TGF-ß upregulates CD70 expression and induces exhaustion of effector memory T cells in B-cell non-Hodgkin's lymphoma.

ABSTRACT

Transforming growth factor beta (TGF-ß) has an important role in mediating T-cell suppression in B-cell non-Hodgkin lymphoma (NHL). However, the underlying mechanism responsible for TGF-ß-mediated inhibition of effector memory T (Tm) cells is largely unknown. As reported here, we show that exhaustion is a major mechanism by which TGF-ß inhibits Tm cells, and TGF-ß mediated exhaustion is associated with upregulation of CD70. We found that TGF-ß upregulates CD70 expression on effector Tm cells while it preferentially induces Foxp3 expression in naive T cells. CD70 induction by TGF-ß is Smad3-dependent and involves IL-2/Stat5 signaling. CD70+ T cells account for TGF-ß-induced exhaustion of effector Tm cells.
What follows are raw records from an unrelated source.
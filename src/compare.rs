use crate::config::BacktestConfig;
use crate::data::MarketDataSource;
use crate::engine::BacktestEngine;
use crate::models::{BacktestResult, Bar, Interval, ParameterSet, Ticker};
use crate::optimizer::composite_score;
use crate::strategy::{create_strategy, StrategyKind};
use anyhow::{anyhow, Result};
use crossbeam_channel::{bounded, Receiver, Sender};
use indicatif::{ProgressBar, ProgressStyle};
use log::{info, warn};
use std::collections::HashMap;
use std::sync::Arc;
use std::thread;

#[derive(Clone)]
pub struct CompareTask {
    pub name: String,
    pub kind: StrategyKind,
    pub parameters: ParameterSet,
}

pub struct CompareOutcome {
    pub name: String,
    pub result: Option<BacktestResult>,
    pub error: Option<String>,
}

/// Shares one loaded bar universe across worker threads without copying it
/// per run.
struct SharedBarsSource {
    bars_by_symbol: Arc<HashMap<String, Vec<Bar>>>,
}

impl MarketDataSource for SharedBarsSource {
    fn get_klines(&self, symbol: &str, _interval: Interval, limit: usize) -> Result<Vec<Bar>> {
        let bars = self
            .bars_by_symbol
            .get(symbol)
            .ok_or_else(|| anyhow!("symbol {} not present in the loaded data", symbol))?;
        let start = bars.len().saturating_sub(limit);
        Ok(bars[start..].to_vec())
    }

    fn get_ticker(&self, symbol: &str) -> Result<Ticker> {
        let bars = self
            .bars_by_symbol
            .get(symbol)
            .ok_or_else(|| anyhow!("symbol {} not present in the loaded data", symbol))?;
        let last = bars
            .last()
            .ok_or_else(|| anyhow!("symbol {} has no bars", symbol))?;
        Ok(Ticker {
            symbol: symbol.to_string(),
            price: last.close,
            change_24h: 0.0,
            volume_24h: last.volume,
            timestamp: last.close_time,
        })
    }
}

/// Runs every task against the same bar universe on a bounded worker pool.
/// Each backtest owns its account and equity state; nothing is shared
/// between concurrent runs except the read-only bars. Results come back
/// ranked best-first by composite score.
pub fn run_compare(
    config: &BacktestConfig,
    tasks: Vec<CompareTask>,
    bars_by_symbol: HashMap<String, Vec<Bar>>,
    concurrency_limit: usize,
) -> Result<Vec<CompareOutcome>> {
    if tasks.is_empty() {
        return Ok(Vec::new());
    }

    let total = tasks.len();
    let shared_bars = Arc::new(bars_by_symbol);
    let num_workers = total
        .min(std::cmp::max(1, num_cpus::get()))
        .min(concurrency_limit.max(1));
    info!(
        "Comparing {} configurations on {} worker threads",
        total, num_workers
    );

    let (task_tx, task_rx): (Sender<CompareTask>, Receiver<CompareTask>) = bounded(total);
    let (result_tx, result_rx): (Sender<CompareOutcome>, Receiver<CompareOutcome>) =
        bounded(total);

    let mut handles = Vec::new();
    for _ in 0..num_workers {
        let rx = task_rx.clone();
        let tx = result_tx.clone();
        let bars = shared_bars.clone();
        let config = config.clone();

        let handle = thread::spawn(move || {
            while let Ok(task) = rx.recv() {
                let source = SharedBarsSource {
                    bars_by_symbol: bars.clone(),
                };
                let strategy = create_strategy(task.kind, &task.parameters);
                let mut engine = BacktestEngine::new(config.clone(), strategy);
                let outcome = match engine.run(&source) {
                    Ok(result) => CompareOutcome {
                        name: task.name,
                        result: Some(result),
                        error: None,
                    },
                    Err(error) => CompareOutcome {
                        name: task.name,
                        result: None,
                        error: Some(error.to_string()),
                    },
                };
                if tx.send(outcome).is_err() {
                    break;
                }
            }
        });
        handles.push(handle);
    }

    for task in tasks {
        task_tx.send(task)?;
    }
    drop(task_tx);
    drop(result_tx);

    let pb = ProgressBar::new(total as u64);
    pb.set_style(
        ProgressStyle::default_bar()
            .template("{spinner:.green} [{elapsed_precise}] [{bar:40.cyan/blue}] {pos}/{len}")
            .unwrap_or_else(|_| ProgressStyle::default_bar())
            .progress_chars("#>-"),
    );

    let mut outcomes = Vec::with_capacity(total);
    while let Ok(outcome) = result_rx.recv() {
        if let Some(error) = &outcome.error {
            warn!("Comparison run {} failed: {}", outcome.name, error);
        }
        outcomes.push(outcome);
        pb.set_position(outcomes.len() as u64);
        if outcomes.len() == total {
            break;
        }
    }
    pb.finish_and_clear();

    for handle in handles {
        let _ = handle.join();
    }

    outcomes.sort_by(|a, b| {
        let score_a = a
            .result
            .as_ref()
            .map(|r| composite_score(&r.performance))
            .unwrap_or(f64::NEG_INFINITY);
        let score_b = b
            .result
            .as_ref()
            .map(|r| composite_score(&r.performance))
            .unwrap_or(f64::NEG_INFINITY);
        score_b
            .partial_cmp(&score_a)
            .unwrap_or(std::cmp::Ordering::Equal)
    });
    Ok(outcomes)
}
Both TGF-ß-induced and preexisting intratumoral CD70+ effector Tm cells from B-cell NHL have an exhausted phenotype and express higher levels of PD-1 and TIM-3 compared with CD70- T cells. Signaling transduction, proliferation and cytokine production are profoundly decreased in these cells, and they are highly susceptible to apoptosis. Clinically, intratumoral CD70-expressing T cells are prevalent in follicular B-cell lymphoma (FL) biopsy specimens, and increased numbers of intratumoral CD70+ T cells correlate with an inferior patient outcome. These findings confirm TGF-ß-mediated effector Tm cell exhaustion as an important mechanism of immune suppression in B-cell NHL.